Perhaps the most complete riposte from Switzerland to the challenge from California comes from Frederique Constant, but it has been done with a little inside help. In partnership with Silicon Valley firm Fullpower and Swiss movement maker MMT, it has produced the Horological Smartwatch. Beneath the exterior of a handsome analogue timepiece is a fitness and lifestyle monitor that can make sure you are sleeping and moving the correct amount and feed all that info back to your smartphone.

Mechanical Mash-Up

For someone who wants a connected watch but also reveres the mechanical, Montblanc’s e-Strap – initially fitted to the brand’s Timewalker range – offers the best of both worlds. On one side of your wrist is a high-quality automatic watch. On the clasp side, the strap contains a small metal-encased device that is connected to your smartphone via Bluetooth. It vibrates to alert you to incoming calls and messages, which you can then read on the small screen. It also does the fitness-monitoring thing and even has a Find-Me function, allowing you to track down your misplaced phone at a distance of up to 30 metres. I might get one for my wife.

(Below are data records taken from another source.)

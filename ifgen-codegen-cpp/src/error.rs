use std::num::ParseIntError;

use thiserror::Error;

/// An element value that is not an integer literal.
#[derive(Debug, Clone, PartialEq, Eq, Error)]
#[error("malformed value '{value}' for enum element '{element}'")]
pub struct MalformedValue {
    /// Emitted identifier of the offending element.
    pub element: String,
    /// The value exactly as found in the model.
    pub value: String,
    #[source]
    pub source: ParseIntError,
}

/// Errors raised while rendering declarations.
#[derive(Debug, Clone, PartialEq, Eq, Error)]
pub enum RenderError {
    #[error("malformed enum value '{value}' for element '{element}' of enum '{enum_name}'")]
    MalformedEnumValue {
        enum_name: String,
        element: String,
        value: String,
        #[source]
        source: ParseIntError,
    },
}

impl RenderError {
    pub(crate) fn in_enum(enum_name: &str, err: MalformedValue) -> Self {
        Self::MalformedEnumValue {
            enum_name: enum_name.to_string(),
            element: err.element,
            value: err.value,
            source: err.source,
        }
    }

    /// Name of the enum whose rendering failed.
    pub fn enum_name(&self) -> &str {
        match self {
            Self::MalformedEnumValue { enum_name, .. } => enum_name,
        }
    }
}
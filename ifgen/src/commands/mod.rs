mod check;
mod generate;

use check::CheckCommand;
use clap::{ArgAction, Parser, Subcommand};
use eyre::Result;
use generate::GenerateCommand;

/// Extension trait for exiting on manifest errors with pretty formatting
pub(crate) trait UnwrapOrExit<T> {
    fn unwrap_or_exit(self) -> T;
}

impl<T> UnwrapOrExit<T> for ifgen_manifest::Result<T> {
    fn unwrap_or_exit(self) -> T {
        match self {
            Ok(v) => v,
            Err(e) => {
                eprintln!("{:?}", miette::Report::new(*e));
                std::process::exit(1);
            }
        }
    }
}

#[derive(Parser)]
#[command(name = "ifgen")]
#[command(version)]
#[command(about = "Generate documented C++ enum headers from TOML interface manifests")]
pub(crate) struct Cli {
    /// Increase log verbosity (-v info, -vv debug, -vvv trace)
    #[arg(short, long, action = ArgAction::Count, global = true)]
    pub verbose: u8,

    #[command(subcommand)]
    command: Commands,
}

impl Cli {
    pub fn run(&self) -> Result<()> {
        match &self.command {
            Commands::Generate(cmd) => cmd.run(),
            Commands::Check(cmd) => cmd.run(),
        }
    }
}

#[derive(Subcommand)]
enum Commands {
    /// Generate the C++ header from interface.toml
    Generate(GenerateCommand),

    /// Validate interface.toml without writing anything
    Check(CheckCommand),
}

#[cfg(test)]
mod tests {
    use std::path::Path;

    use clap::CommandFactory;

    use super::*;

    #[test]
    fn test_cli_definition() {
        Cli::command().debug_assert();
    }

    #[test]
    fn test_generate_defaults() {
        let cli = Cli::try_parse_from(["ifgen", "generate"]).unwrap();

        assert_eq!(cli.verbose, 0);
        let Commands::Generate(cmd) = cli.command else {
            panic!("expected generate");
        };
        assert_eq!(cmd.manifest, Path::new("interface.toml"));
        assert_eq!(cmd.output, Path::new("."));
        assert_eq!(cmd.namespace, None);
        assert!(!cmd.dry_run);
    }

    #[test]
    fn test_verbose_is_global_and_counted() {
        let cli = Cli::try_parse_from(["ifgen", "check", "-vv", "--json"]).unwrap();

        assert_eq!(cli.verbose, 2);
        assert!(matches!(cli.command, Commands::Check(ref cmd) if cmd.json));
    }

    #[test]
    fn test_generate_options() {
        let cli = Cli::try_parse_from([
            "ifgen",
            "generate",
            "-m",
            "api/Test.toml",
            "-o",
            "include",
            "--namespace",
            "A::B",
            "--dry-run",
        ])
        .unwrap();

        let Commands::Generate(cmd) = cli.command else {
            panic!("expected generate");
        };
        assert_eq!(cmd.manifest, Path::new("api/Test.toml"));
        assert_eq!(cmd.output, Path::new("include"));
        assert_eq!(cmd.namespace.as_deref(), Some("A::B"));
        assert!(cmd.dry_run);
    }
}
use std::path::{Path, PathBuf};

use eyre::Result;
use ifgen_codegen::CodeBuilder;
use ifgen_core::{FileRules, GeneratedFile, header_stem, include_guard, namespace_segments};
use ifgen_ir::Interface;

use super::GENERATED_HEADER;
use crate::render_enums;

/// The `<interface>.h` header holding every enum declaration.
pub struct HeaderH<'a> {
    interface: &'a Interface,
}

impl<'a> HeaderH<'a> {
    pub fn new(interface: &'a Interface) -> Self {
        Self { interface }
    }

    /// File name relative to the output directory, e.g. `Test.h`.
    pub fn file_name(&self) -> String {
        format!("{}.h", header_stem(&self.interface.name))
    }

    fn namespaces(&self) -> Vec<&str> {
        self.interface
            .namespace
            .as_deref()
            .map(namespace_segments)
            .unwrap_or_default()
    }
}

impl GeneratedFile for HeaderH<'_> {
    fn path(&self, base: &Path) -> PathBuf {
        base.join(self.file_name())
    }

    fn rules(&self) -> FileRules {
        FileRules::default().with_header(GENERATED_HEADER)
    }

    fn render(&self) -> Result<String> {
        let enums = render_enums(self.interface.enums.values())?;
        let guard = include_guard(&self.file_name());
        let namespaces = self.namespaces();

        let mut builder = CodeBuilder::cpp();
        if let Some(header) = self.rules().header {
            builder.push_line(header).push_blank();
        }

        builder
            .push_line(&format!("#ifndef {guard}"))
            .push_line(&format!("#define {guard}"))
            .push_blank();

        if !namespaces.is_empty() {
            for namespace in &namespaces {
                builder.push_line(&format!("namespace {namespace} {{"));
            }
            builder.push_blank();
        }

        // Declarations are spliced byte-for-byte, never re-indented.
        if !enums.is_empty() {
            builder.push_raw(&enums).push_blank();
        }

        if !namespaces.is_empty() {
            for namespace in namespaces.iter().rev() {
                builder.push_line(&format!("}}  // namespace {namespace}"));
            }
            builder.push_blank();
        }

        builder.push_line(&format!("#endif  // {guard}"));
        Ok(builder.build())
    }
}
//! Enumerations and their elements.

use indexmap::IndexMap;
use serde::Serialize;

use crate::{Docs, Documented};

/// An enumeration in the interface.
#[derive(Debug, Clone, PartialEq, Eq, Serialize)]
pub struct Enum {
    /// Display name.
    pub name: String,
    /// Identifier used instead of the display name when set.
    pub internal_name: Option<String>,
    /// Documentation metadata.
    pub docs: Docs,
    /// Elements keyed by their source key, in declaration order.
    pub elements: IndexMap<String, EnumElement>,
}

impl Enum {
    pub fn new(name: impl Into<String>) -> Self {
        Self {
            name: name.into(),
            internal_name: None,
            docs: Docs::default(),
            elements: IndexMap::new(),
        }
    }

    pub fn with_internal_name(mut self, internal_name: impl Into<String>) -> Self {
        self.internal_name = Some(internal_name.into());
        self
    }

    pub fn with_docs(mut self, docs: Docs) -> Self {
        self.docs = docs;
        self
    }

    /// Append an element under `key`.
    ///
    /// Re-inserting an existing key replaces the element in place and keeps
    /// its original position.
    pub fn element(mut self, key: impl Into<String>, element: EnumElement) -> Self {
        self.elements.insert(key.into(), element);
        self
    }
}

impl Documented for Enum {
    fn name(&self) -> &str {
        &self.name
    }

    fn internal_name(&self) -> Option<&str> {
        self.internal_name.as_deref()
    }

    fn docs(&self) -> &Docs {
        &self.docs
    }
}

/// A single member of an [`Enum`].
#[derive(Debug, Clone, PartialEq, Eq, Serialize)]
pub struct EnumElement {
    /// Display name.
    pub name: String,
    /// Identifier used instead of the display name when set.
    pub internal_name: Option<String>,
    /// Integer literal as written in the source; `None` leaves numbering to the compiler.
    pub value: Option<String>,
    /// Documentation metadata.
    pub docs: Docs,
}

impl EnumElement {
    pub fn new(name: impl Into<String>) -> Self {
        Self {
            name: name.into(),
            internal_name: None,
            value: None,
            docs: Docs::default(),
        }
    }

    pub fn with_internal_name(mut self, internal_name: impl Into<String>) -> Self {
        self.internal_name = Some(internal_name.into());
        self
    }

    pub fn with_value(mut self, value: impl Into<String>) -> Self {
        self.value = Some(value.into());
        self
    }

    pub fn with_docs(mut self, docs: Docs) -> Self {
        self.docs = docs;
        self
    }
}

impl Documented for EnumElement {
    fn name(&self) -> &str {
        &self.name
    }

    fn internal_name(&self) -> Option<&str> {
        self.internal_name.as_deref()
    }

    fn docs(&self) -> &Docs {
        &self.docs
    }
}
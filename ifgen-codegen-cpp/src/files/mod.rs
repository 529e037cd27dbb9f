mod header_h;

pub use header_h::HeaderH;
pub use ifgen_core::GENERATED_HEADER;
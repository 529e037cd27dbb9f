use std::path::{Path, PathBuf};

use eyre::{Result, WrapErr};

/// Banner placed at the top of every generated header.
pub const GENERATED_HEADER: &str = "// This file is generated by ifgen. Do not edit manually.";

/// Trait for types that represent a generated file
pub trait GeneratedFile {
    /// Get the file path relative to the base directory
    fn path(&self, base: &Path) -> PathBuf;

    /// Get the rules for writing this file
    fn rules(&self) -> FileRules;

    /// Render the file content
    fn render(&self) -> Result<String>;

    /// Write the file to disk, replacing any previous content.
    ///
    /// Returns the path that was written. Nothing is written when rendering fails.
    fn write(&self, base: &Path) -> Result<PathBuf> {
        let path = self.path(base);
        let content = self.render()?;
        write_file(&path, &content)?;
        Ok(path)
    }
}

fn write_file(path: &Path, content: &str) -> Result<()> {
    if let Some(parent) = path.parent() {
        std::fs::create_dir_all(parent)
            .wrap_err_with(|| format!("failed to create '{}'", parent.display()))?;
    }
    std::fs::write(path, content).wrap_err_with(|| format!("failed to write '{}'", path.display()))?;
    tracing::debug!(path = %path.display(), bytes = content.len(), "wrote file");
    Ok(())
}

/// Rules that determine how a file is rendered
#[derive(Debug, Clone, Default, PartialEq, Eq)]
pub struct FileRules {
    /// Banner written as the first line, if any
    pub header: Option<&'static str>,
}

impl FileRules {
    /// Attach the banner that starts the file.
    pub fn with_header(mut self, header: &'static str) -> Self {
        self.header = Some(header);
        self
    }
}
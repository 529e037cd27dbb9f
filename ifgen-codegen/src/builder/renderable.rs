//! Renderable trait and CodeFragment for decoupled code generation.
//!
//! This module provides abstractions that allow AST nodes to be composed
//! and rendered without direct coupling to CodeBuilder.

/// Represents a fragment of generated code.
///
/// CodeFragments form an intermediate representation between AST nodes
/// and the final string output, enabling composition and transformation.
#[derive(Debug, Clone, PartialEq)]
pub enum CodeFragment {
    /// A single line of code (will have newline appended).
    Line(String),
    /// A blank line.
    Blank,
    /// Indent the contained fragments.
    Indent(Vec<CodeFragment>),
    /// A `/** ... */` documentation block; an empty entry becomes a bare ` *` line.
    DocBlock(Vec<String>),
}

impl CodeFragment {
    /// Create a line fragment.
    pub fn line(s: impl Into<String>) -> Self {
        Self::Line(s.into())
    }

    /// Create a blank line fragment.
    pub fn blank() -> Self {
        Self::Blank
    }

    /// Create an indented fragment sequence.
    pub fn indent(fragments: Vec<CodeFragment>) -> Self {
        Self::Indent(fragments)
    }

    /// Create a documentation block fragment.
    pub fn doc_block(lines: Vec<String>) -> Self {
        Self::DocBlock(lines)
    }
}

/// Trait for types that can be rendered to code fragments.
///
/// Implement this trait for AST nodes to enable them to be rendered
/// through CodeBuilder without direct coupling.
pub trait Renderable {
    /// Convert this node to a sequence of code fragments.
    fn to_fragments(&self) -> Vec<CodeFragment>;
}

/// Blanket implementation for references.
impl<T: Renderable + ?Sized> Renderable for &T {
    fn to_fragments(&self) -> Vec<CodeFragment> {
        (*self).to_fragments()
    }
}

#[cfg(test)]
mod tests {
    use super::*;

    #[test]
    fn test_code_fragment_constructors() {
        assert_eq!(
            CodeFragment::line("test"),
            CodeFragment::Line("test".to_string())
        );
        assert_eq!(CodeFragment::blank(), CodeFragment::Blank);
        assert_eq!(
            CodeFragment::indent(vec![CodeFragment::blank()]),
            CodeFragment::Indent(vec![CodeFragment::Blank])
        );
        assert_eq!(
            CodeFragment::doc_block(vec!["@brief x.".to_string()]),
            CodeFragment::DocBlock(vec!["@brief x.".to_string()])
        );
    }
}
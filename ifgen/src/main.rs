mod commands;
mod logging;

use clap::Parser;
use eyre::Result;

use crate::commands::Cli;

fn main() -> Result<()> {
    color_eyre::install()?;

    let cli = Cli::parse();
    logging::init(cli.verbose);
    cli.run()
}
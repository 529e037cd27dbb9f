use std::path::PathBuf;

use clap::Args;
use eyre::{Context, Result};
use ifgen_codegen_cpp::render_enums;
use ifgen_ir::{Documented, Interface};
use ifgen_manifest::Manifest;

use super::UnwrapOrExit;

#[derive(Args)]
pub struct CheckCommand {
    /// Path to the interface manifest (defaults to ./interface.toml)
    #[arg(short, long, default_value = "interface.toml")]
    pub manifest: PathBuf,

    /// Print the interface model as JSON
    #[arg(long)]
    pub json: bool,
}

impl CheckCommand {
    /// Run the check command
    pub fn run(&self) -> Result<()> {
        tracing::debug!(manifest = %self.manifest.display(), "loading manifest");
        let manifest = Manifest::from_file(&self.manifest).unwrap_or_exit();
        let interface = manifest.to_ir();

        // Rendering is the only place element values are parsed.
        render_enums(interface.enums.values()).wrap_err("Validation failed")?;

        if self.json {
            println!("{}", serde_json::to_string_pretty(&interface)?);
            return Ok(());
        }

        println!("✓ {} is valid\n", self.manifest.display());
        print!("{}", summary(&interface));

        Ok(())
    }
}

fn plural(count: usize) -> &'static str {
    if count == 1 { "" } else { "s" }
}

fn summary(interface: &Interface) -> String {
    let mut out = format!("  {}\n", interface.name);
    if let Some(namespace) = &interface.namespace {
        out.push_str(&format!("  namespace {namespace}\n"));
    }
    out.push('\n');

    let count = interface.enums.len();
    out.push_str(&format!(
        "  {} enum{}, {} element{}:\n",
        count,
        plural(count),
        interface.element_count(),
        plural(interface.element_count())
    ));
    for e in interface.enums.values() {
        let elements = e.elements.len();
        out.push_str(&format!(
            "    {} ({} element{})\n",
            e.brief_name(),
            elements,
            plural(elements)
        ));
    }
    out
}
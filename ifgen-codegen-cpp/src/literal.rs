//! Integer literal parsing for explicit enum values.

use std::num::ParseIntError;

/// Parse a C++ integer literal into its numeric value.
///
/// Accepts an optional sign followed by a decimal, `0x` hexadecimal, `0b`
/// binary or leading-zero octal literal. Surrounding whitespace is ignored.
/// The magnitude must fit in 64 unsigned bits.
pub fn parse_literal(text: &str) -> Result<i128, ParseIntError> {
    let text = text.trim();
    let (negative, unsigned) = match text.strip_prefix('-') {
        Some(rest) => (true, rest),
        None => (false, text.strip_prefix('+').unwrap_or(text)),
    };

    let (radix, digits) = if let Some(hex) = strip_radix_prefix(unsigned, 'x') {
        (16, hex)
    } else if let Some(bin) = strip_radix_prefix(unsigned, 'b') {
        (2, bin)
    } else if unsigned.len() > 1 && unsigned.starts_with('0') {
        (8, &unsigned[1..])
    } else {
        (10, unsigned)
    };

    // `from_str_radix` tolerates a sign of its own; a second one is malformed.
    let digits = match digits.strip_prefix(['+', '-']) {
        Some(_) => "-",
        None => digits,
    };

    let magnitude = i128::from(u64::from_str_radix(digits, radix)?);
    Ok(if negative { -magnitude } else { magnitude })
}

fn strip_radix_prefix(text: &str, marker: char) -> Option<&str> {
    let rest = text.strip_prefix('0')?;
    rest.strip_prefix(marker)
        .or_else(|| rest.strip_prefix(marker.to_ascii_uppercase()))
}
//! Language-specific abstractions.

mod traits;

pub use traits::{GenerateResult, LanguageCodegen, PreviewFile};
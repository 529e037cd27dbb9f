//! Shared naming helpers for generated headers.

/// Extensions of interface source documents that never end up in a header name.
const SOURCE_EXTENSIONS: [&str; 2] = [".xml", ".toml"];

/// Strip a source-document extension (e.g., "Test.xml" -> "Test")
pub fn header_stem(name: &str) -> &str {
    SOURCE_EXTENSIONS
        .iter()
        .find_map(|ext| name.strip_suffix(ext))
        .unwrap_or(name)
}

/// Build an include guard from a file name (e.g., "Test.h" -> "TEST_H_")
pub fn include_guard(file_name: &str) -> String {
    let mut guard: String = file_name
        .chars()
        .map(|c| {
            if c.is_ascii_alphanumeric() {
                c.to_ascii_uppercase()
            } else {
                '_'
            }
        })
        .collect();

    if guard.starts_with(|c: char| c.is_ascii_digit()) {
        guard.insert(0, '_');
    }
    guard.push('_');
    guard
}

/// Split a C++ namespace path into its segments (e.g., "A::B" -> ["A", "B"])
///
/// Empty segments are dropped, so `"::A::"` yields `["A"]`.
pub fn namespace_segments(path: &str) -> Vec<&str> {
    path.split("::")
        .map(str::trim)
        .filter(|segment| !segment.is_empty())
        .collect()
}
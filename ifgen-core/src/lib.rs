//! Core utilities and types for the ifgen interface generator.
//!
//! This crate provides the file-writing primitives and naming helpers
//! shared by the generator and the command-line front end.

mod file;
mod utils;

// File operations
pub use file::{FileRules, GENERATED_HEADER, GeneratedFile};
// Naming helpers
pub use utils::{header_stem, include_guard, namespace_segments};
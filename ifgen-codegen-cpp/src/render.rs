//! Rendering of documented model entities into C++ declarations.
//!
//! Every function here is pure: the same model always yields byte-identical
//! text, and no state survives between calls. The only running state is the
//! element counter inside [`number_elements`], local to one call.

use ifgen_codegen::CodeBuilder;
use ifgen_ir::{Documented, Enum, EnumElement};

use crate::{
    DocComment, EnumDecl, Enumerator, MalformedValue, RenderError, literal::parse_literal,
};

/// Label printed in the `@brief` line of enum comments.
pub const ENUM_LABEL: &str = "Enumeration";

/// Render the Doxygen comment of `entity`, without a trailing newline.
///
/// The `@brief` line is always present. Description, design description,
/// issues and todos follow as separate paragraphs when non-empty.
pub fn render_comment(
    entity: &(impl Documented + ?Sized),
    brief_label: Option<&str>,
    brief_name: &str,
) -> String {
    let mut builder = CodeBuilder::cpp();
    builder.emit(&DocComment::for_entity(entity, brief_label, brief_name));
    builder.build_fragment()
}

/// Render one enum element: its comment, then `name` or `name = value`.
///
/// The literal is printed only when the model supplies one.
pub fn render_element(element: &EnumElement) -> String {
    enumerator(element).build()
}

/// An element paired with its effective numeric value.
#[derive(Debug, Clone, Copy, PartialEq, Eq)]
pub struct Numbered<'a> {
    pub element: &'a EnumElement,
    pub value: i128,
}

/// Assign every element its effective value.
///
/// The counter starts at 1. An explicit literal sets the element's value and
/// restarts the counter after it; any other element takes the counter. The
/// counter advances once per element either way.
///
/// Values without a literal are bookkeeping only: the generated code leaves
/// them to the compiler's default numbering.
pub fn number_elements<'a, I>(elements: I) -> Result<Vec<Numbered<'a>>, MalformedValue>
where
    I: IntoIterator<Item = &'a EnumElement>,
{
    let mut next: i128 = 1;
    elements
        .into_iter()
        .map(|element| {
            let value = match &element.value {
                Some(literal) => parse_literal(literal).map_err(|source| MalformedValue {
                    element: element.brief_name().to_string(),
                    value: literal.clone(),
                    source,
                })?,
                None => next,
            };
            next = value + 1;
            Ok(Numbered { element, value })
        })
        .collect()
}

/// Render the body of an enum: elements separated by `,` and a blank line.
///
/// The output is unindented and has no trailing separator.
pub fn render_elements<'a, I>(elements: I) -> Result<String, MalformedValue>
where
    I: IntoIterator<Item = &'a EnumElement>,
{
    Ok(enum_decl(EnumDecl::new(""), elements)?.build_body())
}

/// Render a full `enum Name { ... };` declaration, ending in a newline.
pub fn render_enum(e: &Enum) -> Result<String, RenderError> {
    let name = e.brief_name();
    let decl = EnumDecl::new(name).doc(DocComment::for_entity(e, Some(ENUM_LABEL), name));
    let decl = enum_decl(decl, e.elements.values())
        .map_err(|err| RenderError::in_enum(name, err))?;

    tracing::debug!(name, elements = e.elements.len(), "rendered enum");
    Ok(decl.build())
}

/// Render enums in the given order, one newline between declarations.
///
/// Stops at the first enum that fails to render.
pub fn render_enums<'a, I>(enums: I) -> Result<String, RenderError>
where
    I: IntoIterator<Item = &'a Enum>,
{
    let rendered = enums
        .into_iter()
        .map(render_enum)
        .collect::<Result<Vec<_>, _>>()?;
    Ok(rendered.join("\n"))
}

fn enumerator(element: &EnumElement) -> Enumerator {
    let name = element.brief_name();
    let enumerator = Enumerator::new(name).doc(DocComment::for_entity(element, None, name));
    match &element.value {
        Some(value) => enumerator.value(value.as_str()),
        None => enumerator,
    }
}

fn enum_decl<'a, I>(decl: EnumDecl, elements: I) -> Result<EnumDecl, MalformedValue>
where
    I: IntoIterator<Item = &'a EnumElement>,
{
    // Numbering first so a malformed literal fails before any text is built.
    let numbered = number_elements(elements)?;
    Ok(numbered
        .iter()
        .fold(decl, |decl, n| decl.enumerator(enumerator(n.element))))
}
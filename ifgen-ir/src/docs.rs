//! Documentation metadata shared by every documented entity.

use serde::Serialize;

/// Optional human-authored documentation attached to an entity.
///
/// Each section is `None` when the source omits it. An empty sequence is
/// kept as written, but renders exactly like an absent section.
#[derive(Debug, Clone, Default, PartialEq, Eq, Serialize)]
pub struct Docs {
    /// Free-form description, one entry per line.
    pub description: Option<Vec<String>>,
    /// Design notes, one entry per line.
    pub design_description: Option<Vec<String>>,
    /// Known issues, rendered as `@note` lines.
    pub issues: Option<Vec<String>>,
    /// Pending work, rendered as `@todo` lines.
    pub todos: Option<Vec<String>>,
}

impl Docs {
    pub fn new() -> Self {
        Self::default()
    }

    pub fn with_description<I, S>(mut self, lines: I) -> Self
    where
        I: IntoIterator<Item = S>,
        S: Into<String>,
    {
        self.description = Some(lines.into_iter().map(Into::into).collect());
        self
    }

    pub fn with_design_description<I, S>(mut self, lines: I) -> Self
    where
        I: IntoIterator<Item = S>,
        S: Into<String>,
    {
        self.design_description = Some(lines.into_iter().map(Into::into).collect());
        self
    }

    pub fn with_issues<I, S>(mut self, lines: I) -> Self
    where
        I: IntoIterator<Item = S>,
        S: Into<String>,
    {
        self.issues = Some(lines.into_iter().map(Into::into).collect());
        self
    }

    pub fn with_todos<I, S>(mut self, lines: I) -> Self
    where
        I: IntoIterator<Item = S>,
        S: Into<String>,
    {
        self.todos = Some(lines.into_iter().map(Into::into).collect());
        self
    }

    /// Description lines, or `None` when absent or empty.
    pub fn description(&self) -> Option<&[String]> {
        present(&self.description)
    }

    /// Design description lines, or `None` when absent or empty.
    pub fn design_description(&self) -> Option<&[String]> {
        present(&self.design_description)
    }

    /// Issue lines, or `None` when absent or empty.
    pub fn issues(&self) -> Option<&[String]> {
        present(&self.issues)
    }

    /// Todo lines, or `None` when absent or empty.
    pub fn todos(&self) -> Option<&[String]> {
        present(&self.todos)
    }

    /// Returns true if no section would render.
    pub fn is_empty(&self) -> bool {
        self.description().is_none()
            && self.design_description().is_none()
            && self.issues().is_none()
            && self.todos().is_none()
    }
}

fn present(section: &Option<Vec<String>>) -> Option<&[String]> {
    section.as_deref().filter(|lines| !lines.is_empty())
}

/// An entity that carries a display name and documentation metadata.
pub trait Documented {
    /// Display name from the source document.
    fn name(&self) -> &str;

    /// Identifier preferred over the display name in generated code.
    fn internal_name(&self) -> Option<&str> {
        None
    }

    fn docs(&self) -> &Docs;

    /// Name used in the `@brief` line and as the emitted identifier.
    fn brief_name(&self) -> &str {
        self.internal_name().unwrap_or_else(|| self.name())
    }
}

#[cfg(test)]
mod tests {
    use super::*;

    #[test]
    fn test_empty_sections_count_as_absent() {
        let docs = Docs {
            description: Some(Vec::new()),
            issues: Some(Vec::new()),
            ..Docs::default()
        };
        assert!(docs.is_empty());
        assert_eq!(docs.description(), None);
        // The distinction survives in the field itself.
        assert_eq!(docs.description, Some(Vec::new()));
    }

    #[test]
    fn test_builders_keep_line_order() {
        let docs = Docs::new().with_todos(["Do1", "Do2"]);
        assert!(!docs.is_empty());
        assert_eq!(docs.todos().unwrap(), ["Do1", "Do2"]);
        assert_eq!(docs.issues(), None);
    }
}
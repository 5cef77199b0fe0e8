//! pipecheck CLI - pipelined vs. single-cycle simulator log comparison

mod cli;
mod commands;
mod terminal;

use clap::Parser;
use tracing_subscriber::EnvFilter;

use cli::Cli;

fn main() {
    let cli = Cli::parse();

    // Initialize metrics recorder if enabled
    let metrics_handle = if cli.metrics {
        pipecheck::metrics::CliRecorder::new().install()
    } else {
        None
    };
    pipecheck::metrics::init();

    // RUST_LOG wins over the default; -v raises our crates to debug on top.
    let mut filter = EnvFilter::try_from_default_env()
        .unwrap_or_else(|_| EnvFilter::new("pipecheck=warn,pipecheck_log=warn"));
    if cli.verbose {
        for directive in ["pipecheck=debug", "pipecheck_log=debug"] {
            if let Ok(directive) = directive.parse() {
                filter = filter.add_directive(directive);
            }
        }
    }
    tracing_subscriber::fmt()
        .with_env_filter(filter)
        .with_target(false)
        .with_writer(std::io::stderr)
        .init();

    let exit_code = commands::run_command(&cli);

    if let Some(handle) = metrics_handle {
        handle.print_summary();
    }

    std::process::exit(exit_code);
}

Bulgari, jeweller and maker of very serious watches, has dipped an interested toe into the smart world pool and set itself on a deliberately different path. The Diagono Magnesium concept is a self-winding mechanical watch containing a chip that can unlock anything from your car to your bank details. Developed in conjunction with Wisekey, the chip links to an app in your phone that in turn links to encrypted information stored in a data centre “buried in a Swiss military bunker”.

Montblanc

For a piece of wearable tech that refuses even to acknowledge the use of smartphones, it is worth tipping a hat to the delightful craziness coming from the niche brand Breva. Having already made watches that measure barometric pressure, Breva’s Génie 3 is touted as the first ever wristwatch with a functional speedometer. How does it work? GPS? No, how dare you! This is a fully mechanical watch with not a battery in sight. At the press of a button, a tiny anemometer rises up out of the dial. As the airspeed increases, a little rotor spins around, telling you the speed you are travelling. So it would work in a car, but only if you put your hand out of the window.

This was never meant to be a big seller – for a start there were only 55 pieces – clearly aimed at people with £34,000 to spare, e.g. wealthy cycling fanatics who are fascinated by the delicate engineering that goes into making such a beautiful little mechanical object. You don’t buy it because it’s functional, but because you like it. Which is sort of where we are with all of these things. Maybe later evolutions of the Apple Watch that don’t need to piggyback on a smartphone will be the answer to all our technological needs. Or perhaps in the near future there will be a beautiful mechanical watch that will house a tiny processor that takes care of all your health and communication needs without the help of another device.

For now, we are going to see loads more attempts at sartorial circuitry and the pairing of gear tooth with Bluetooth. Some will be great and some won’t, but while the manufacturers give themselves headaches over what will make them money and what will make us laugh,  these are good times for the public. Remember, the Google Glass test is on our side: if you don’t like it, nobody can make you wear it.